This GMAT Problem Solving practice question combines core concepts of statistics including mean and median. It is a typical example of a question which requires you to iterate to get to the correct answer.

Question 13: Three positive integers a, b, and c are such that their average is 20 and a ≤ b ≤ c. If the median is (a + 11), what is the least possible value of c?

- 23
- 21
- 25
- 26
- 24

INR

- a ≤ b ≤ c
- a, b, and c are positive integers.
- Average of the three integers = 20
- Sum of all the three integers = 60
- Median = b = a + 11

Theoretically, the least value of c is when c = b.

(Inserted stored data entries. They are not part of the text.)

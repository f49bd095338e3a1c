//! Tests against NAS frames captured from live 5G core traffic.
//!
//! Each test decodes a recorded buffer, checks the fields that matter for
//! the procedure, and re-encodes to verify byte-exact output.

use crate::codec::{CodecError, DecodePolicy};
use crate::enums::{MmMessageType, SmMessageType};
use crate::ies::ie1::{PayloadContainerType, PduSessionType, RequestType, SscMode};
use crate::ies::ie3::MmCause;
use crate::ies::pco::container_id;
use crate::messages::{MmMessageBody, NasMessage, SmMessageBody};

fn hex_to_bytes(hex: &str) -> Vec<u8> {
    hex.split_whitespace()
        .map(|octet| u8::from_str_radix(octet, 16).unwrap())
        .collect()
}

/// UL NAS Transport carrying a PDU Session Establishment Request,
/// recorded during an initial PDU session setup.
const UL_NAS_TRANSPORT: &str = "7e 00 67 01 00 15 2e 01 01 c1 ff ff 91 a1 28 01 00 \
                                7b 00 07 80 00 0a 00 00 0d 00 12 01 81 22 01 01 25 \
                                09 08 69 6e 74 65 72 6e 65 74";

/// Security Mode Reject, recorded after an algorithm mismatch.
const SECURITY_MODE_REJECT: &str = "7e 00 5f 24";

#[test]
fn test_ul_nas_transport_capture_decodes() {
    let bytes = hex_to_bytes(UL_NAS_TRANSPORT);
    assert_eq!(bytes.len(), 44);

    let msg = NasMessage::decode(&bytes, DecodePolicy::Strict).unwrap();

    let mm = match &msg {
        NasMessage::PlainMm(mm) => mm,
        other => panic!("expected plain 5GMM message, got {other:?}"),
    };
    assert_eq!(mm.message_type(), MmMessageType::UlNasTransport);

    let transport = match &mm.body {
        MmMessageBody::UlNasTransport(t) => t,
        other => panic!("expected UL NAS Transport, got {other:?}"),
    };

    assert_eq!(
        transport.payload_container_type,
        PayloadContainerType::N1SmInformation
    );
    assert_eq!(transport.pdu_session_id, Some(1));
    assert_eq!(transport.request_type, Some(RequestType::InitialRequest));
    assert_eq!(transport.s_nssai.unwrap().sst, 1);
    // the decoded DNN is the 8 ASCII characters, no leading length octet
    assert_eq!(transport.dnn.as_ref().unwrap().as_string().unwrap(), "internet");

    let embedded = transport
        .payload_container
        .message
        .as_ref()
        .expect("N1 SM container should decode to an embedded message");
    assert_eq!(embedded.header.pdu_session_id, 1);
    assert_eq!(embedded.header.pti, 1);
    assert_eq!(
        embedded.message_type(),
        SmMessageType::PduSessionEstablishmentRequest
    );

    let request = match &embedded.body {
        SmMessageBody::PduSessionEstablishmentRequest(r) => r,
        other => panic!("expected establishment request, got {other:?}"),
    };
    assert_eq!(request.pdu_session_type, Some(PduSessionType::Ipv4));
    assert_eq!(request.ssc_mode, Some(SscMode::SscMode1));
    assert_eq!(request.sm_capability.as_ref().unwrap().octets, vec![0x00]);

    let pco = request.extended_pco.as_ref().unwrap();
    assert_eq!(pco.containers.len(), 2);
    assert_eq!(pco.containers[0].id, container_id::IPV4_LINK_MTU);
    assert_eq!(pco.containers[0].contents, None);
    assert_eq!(pco.containers[1].id, container_id::DNS_SERVER_IPV4_ADDRESS);
    assert_eq!(pco.containers[1].contents, None);
}

#[test]
fn test_ul_nas_transport_capture_reencodes_exactly() {
    let bytes = hex_to_bytes(UL_NAS_TRANSPORT);
    let msg = NasMessage::decode(&bytes, DecodePolicy::Strict).unwrap();
    assert_eq!(msg.to_bytes().unwrap(), bytes);
}

#[test]
fn test_ul_nas_transport_capture_truncation_sweep() {
    // every strict prefix must fail cleanly, never decode partially; the
    // exceptions are prefixes ending exactly on an optional-IE boundary,
    // which form shorter but complete messages
    let bytes = hex_to_bytes(UL_NAS_TRANSPORT);
    let optional_ie_boundaries = [27, 29, 30, 33];
    for k in 0..bytes.len() {
        let result = NasMessage::decode(&bytes[..k], DecodePolicy::Strict);
        match (k, result) {
            (0, Err(CodecError::NullBuffer)) => {}
            (_, Ok(_)) if optional_ie_boundaries.contains(&k) => {}
            (_, Err(CodecError::BufferTooShort { .. }))
                if !optional_ie_boundaries.contains(&k) => {}
            (_, other) => panic!("prefix of length {k} gave {other:?}"),
        }
    }
}

#[test]
fn test_ul_nas_transport_capture_tag_mutation() {
    // flip the S-NSSAI IEI (0x22 at offset 30) to an unassigned tag
    let mut bytes = hex_to_bytes(UL_NAS_TRANSPORT);
    assert_eq!(bytes[30], 0x22);
    bytes[30] = 0x33;

    let strict = NasMessage::decode(&bytes, DecodePolicy::Strict);
    assert_eq!(
        strict,
        Err(CodecError::UnsupportedOptionalIe {
            message_type: 0x67,
            iei: 0x33
        })
    );

    // lenient skips the mutated TLV and still returns the rest
    let lenient = NasMessage::decode(&bytes, DecodePolicy::Lenient).unwrap();
    match lenient {
        NasMessage::PlainMm(mm) => match mm.body {
            MmMessageBody::UlNasTransport(t) => {
                assert_eq!(t.s_nssai, None);
                assert_eq!(t.dnn.unwrap().as_string().unwrap(), "internet");
            }
            other => panic!("expected UL NAS Transport, got {other:?}"),
        },
        other => panic!("expected plain 5GMM message, got {other:?}"),
    }
}

#[test]
fn test_security_mode_reject_capture() {
    let bytes = hex_to_bytes(SECURITY_MODE_REJECT);
    assert_eq!(bytes.len(), 4);

    let msg = NasMessage::decode(&bytes, DecodePolicy::Strict).unwrap();
    let mm = match &msg {
        NasMessage::PlainMm(mm) => mm,
        other => panic!("expected plain 5GMM message, got {other:?}"),
    };
    assert_eq!(mm.message_type(), MmMessageType::SecurityModeReject);

    match &mm.body {
        MmMessageBody::SecurityModeReject(reject) => {
            assert_eq!(reject.mm_cause.value, MmCause::IabNodeOperationNotAuthorized);
            assert_eq!(u8::from(reject.mm_cause.value), 0x24);
        }
        other => panic!("expected Security Mode Reject, got {other:?}"),
    }

    assert_eq!(msg.to_bytes().unwrap(), bytes);
}

#[test]
fn test_security_mode_reject_truncation_sweep() {
    let bytes = hex_to_bytes(SECURITY_MODE_REJECT);
    for k in 1..bytes.len() {
        let result = NasMessage::decode(&bytes[..k], DecodePolicy::Strict);
        assert!(
            matches!(result, Err(CodecError::BufferTooShort { .. })),
            "prefix of length {k} gave {result:?}"
        );
    }
}

#[test]
fn test_embedded_sm_message_survives_reconstruction() {
    // decode, pull the embedded SM message out, rebuild the transport from
    // it, and verify the container bytes are recomputed identically
    let bytes = hex_to_bytes(UL_NAS_TRANSPORT);
    let msg = NasMessage::decode(&bytes, DecodePolicy::Strict).unwrap();

    let transport = match msg {
        NasMessage::PlainMm(mm) => match mm.body {
            MmMessageBody::UlNasTransport(t) => t,
            other => panic!("expected UL NAS Transport, got {other:?}"),
        },
        other => panic!("expected plain 5GMM message, got {other:?}"),
    };

    let embedded = *transport.payload_container.message.clone().unwrap();
    let rebuilt = crate::messages::mm::PayloadContainer::from_message(embedded).unwrap();
    assert_eq!(rebuilt.raw, transport.payload_container.raw);
}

Therefore, a + (a + 11) + (a + 11) = 60 (b and c are equal and b, the median, is a + 11)

Or 3a = 38 or a = 12.66

So, b = c = 12.66 + 11 = 23.66

However, we know that these numbers are all integers.

Therefore, a, b, and c cannot take these values.

So, the least value for c with this constraint is NOT likely to be when c = b.

Let us increment c by 1. Let c = (b + 1)

In this scenario, a + (a + 11) + (a + 12) = 60

Or 3a = 37. The value of the numbers is not an integer in this scenario as well.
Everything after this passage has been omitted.